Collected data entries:
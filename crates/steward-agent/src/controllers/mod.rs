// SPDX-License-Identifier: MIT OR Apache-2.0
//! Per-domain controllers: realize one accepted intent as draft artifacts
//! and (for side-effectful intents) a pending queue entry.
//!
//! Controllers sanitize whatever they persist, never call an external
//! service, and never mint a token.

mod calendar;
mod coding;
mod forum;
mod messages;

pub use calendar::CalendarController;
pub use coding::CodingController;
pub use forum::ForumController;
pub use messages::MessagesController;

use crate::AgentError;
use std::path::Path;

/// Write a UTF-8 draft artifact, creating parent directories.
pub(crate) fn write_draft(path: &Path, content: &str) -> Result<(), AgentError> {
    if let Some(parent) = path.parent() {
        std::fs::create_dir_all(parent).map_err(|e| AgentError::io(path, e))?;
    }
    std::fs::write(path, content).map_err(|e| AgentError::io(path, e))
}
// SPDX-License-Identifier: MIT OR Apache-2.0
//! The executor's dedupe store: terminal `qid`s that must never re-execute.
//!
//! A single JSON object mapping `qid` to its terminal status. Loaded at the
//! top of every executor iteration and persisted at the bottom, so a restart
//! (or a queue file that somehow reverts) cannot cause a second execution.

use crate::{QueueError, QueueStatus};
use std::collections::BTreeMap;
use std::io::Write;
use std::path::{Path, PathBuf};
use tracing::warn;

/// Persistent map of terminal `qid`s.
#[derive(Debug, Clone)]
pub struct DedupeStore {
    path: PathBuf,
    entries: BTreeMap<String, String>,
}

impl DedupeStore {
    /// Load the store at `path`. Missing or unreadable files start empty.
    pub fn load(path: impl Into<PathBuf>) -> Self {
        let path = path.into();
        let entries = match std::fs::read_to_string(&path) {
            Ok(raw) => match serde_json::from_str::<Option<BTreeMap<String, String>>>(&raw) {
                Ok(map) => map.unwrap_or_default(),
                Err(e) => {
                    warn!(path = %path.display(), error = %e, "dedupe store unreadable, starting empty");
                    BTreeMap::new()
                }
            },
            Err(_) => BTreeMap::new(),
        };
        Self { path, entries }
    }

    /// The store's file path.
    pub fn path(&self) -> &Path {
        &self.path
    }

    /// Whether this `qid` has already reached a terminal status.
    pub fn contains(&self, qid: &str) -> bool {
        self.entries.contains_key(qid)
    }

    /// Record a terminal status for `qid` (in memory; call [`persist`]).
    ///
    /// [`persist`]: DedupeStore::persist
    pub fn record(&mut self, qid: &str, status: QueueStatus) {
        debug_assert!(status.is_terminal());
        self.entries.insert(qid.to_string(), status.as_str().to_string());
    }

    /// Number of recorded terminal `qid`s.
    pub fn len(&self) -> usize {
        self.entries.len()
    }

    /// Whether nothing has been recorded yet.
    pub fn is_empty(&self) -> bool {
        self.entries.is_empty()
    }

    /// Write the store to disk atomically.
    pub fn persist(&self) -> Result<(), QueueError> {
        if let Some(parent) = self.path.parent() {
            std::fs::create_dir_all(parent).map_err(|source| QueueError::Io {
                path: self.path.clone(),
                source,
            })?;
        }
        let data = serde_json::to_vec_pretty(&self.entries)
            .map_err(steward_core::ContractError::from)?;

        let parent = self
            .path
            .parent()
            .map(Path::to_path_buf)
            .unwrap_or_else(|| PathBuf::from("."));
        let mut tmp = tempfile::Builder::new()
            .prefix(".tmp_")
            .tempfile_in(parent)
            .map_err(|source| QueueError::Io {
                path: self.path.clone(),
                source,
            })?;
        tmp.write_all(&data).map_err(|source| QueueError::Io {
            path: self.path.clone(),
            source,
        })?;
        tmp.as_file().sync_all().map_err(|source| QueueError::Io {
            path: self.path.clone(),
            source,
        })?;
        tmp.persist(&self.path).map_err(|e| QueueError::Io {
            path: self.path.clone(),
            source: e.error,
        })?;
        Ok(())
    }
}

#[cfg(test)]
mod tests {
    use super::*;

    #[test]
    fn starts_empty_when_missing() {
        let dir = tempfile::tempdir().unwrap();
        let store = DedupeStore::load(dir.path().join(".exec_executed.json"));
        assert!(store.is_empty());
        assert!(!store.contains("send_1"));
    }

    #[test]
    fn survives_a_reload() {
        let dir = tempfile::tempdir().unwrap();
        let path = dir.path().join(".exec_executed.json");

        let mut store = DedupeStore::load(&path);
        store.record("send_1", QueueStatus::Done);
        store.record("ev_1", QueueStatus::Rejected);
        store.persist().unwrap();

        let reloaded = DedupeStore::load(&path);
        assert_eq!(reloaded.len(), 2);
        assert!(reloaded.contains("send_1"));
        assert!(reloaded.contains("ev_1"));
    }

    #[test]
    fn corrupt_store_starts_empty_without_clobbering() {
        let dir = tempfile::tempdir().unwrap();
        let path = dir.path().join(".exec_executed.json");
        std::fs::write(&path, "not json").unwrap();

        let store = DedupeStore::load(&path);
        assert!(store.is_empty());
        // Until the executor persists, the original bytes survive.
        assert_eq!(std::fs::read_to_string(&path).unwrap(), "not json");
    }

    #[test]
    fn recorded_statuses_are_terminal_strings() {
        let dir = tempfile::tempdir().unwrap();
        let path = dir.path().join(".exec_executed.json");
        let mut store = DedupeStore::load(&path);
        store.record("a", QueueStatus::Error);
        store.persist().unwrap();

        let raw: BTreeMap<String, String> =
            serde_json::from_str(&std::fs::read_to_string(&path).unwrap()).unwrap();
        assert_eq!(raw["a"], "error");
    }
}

EXERCISE PROMPT: The lines from the first of the entries through the line holding "pub use coding::CodingController;" are to be restated word for word, and no others.

EXERCISE SOLUTION:
filename crates/steward-agent/src/controllers/mod.rs
// SPDX-License-Identifier: MIT OR Apache-2.0
//! Per-domain controllers: realize one accepted intent as draft artifacts
//! and (for side-effectful intents) a pending queue entry.
//!
//! Controllers sanitize whatever they persist, never call an external
//! service, and never mint a token.

mod calendar;
mod coding;
mod forum;
mod messages;

pub use calendar::CalendarController;
pub use coding::CodingController;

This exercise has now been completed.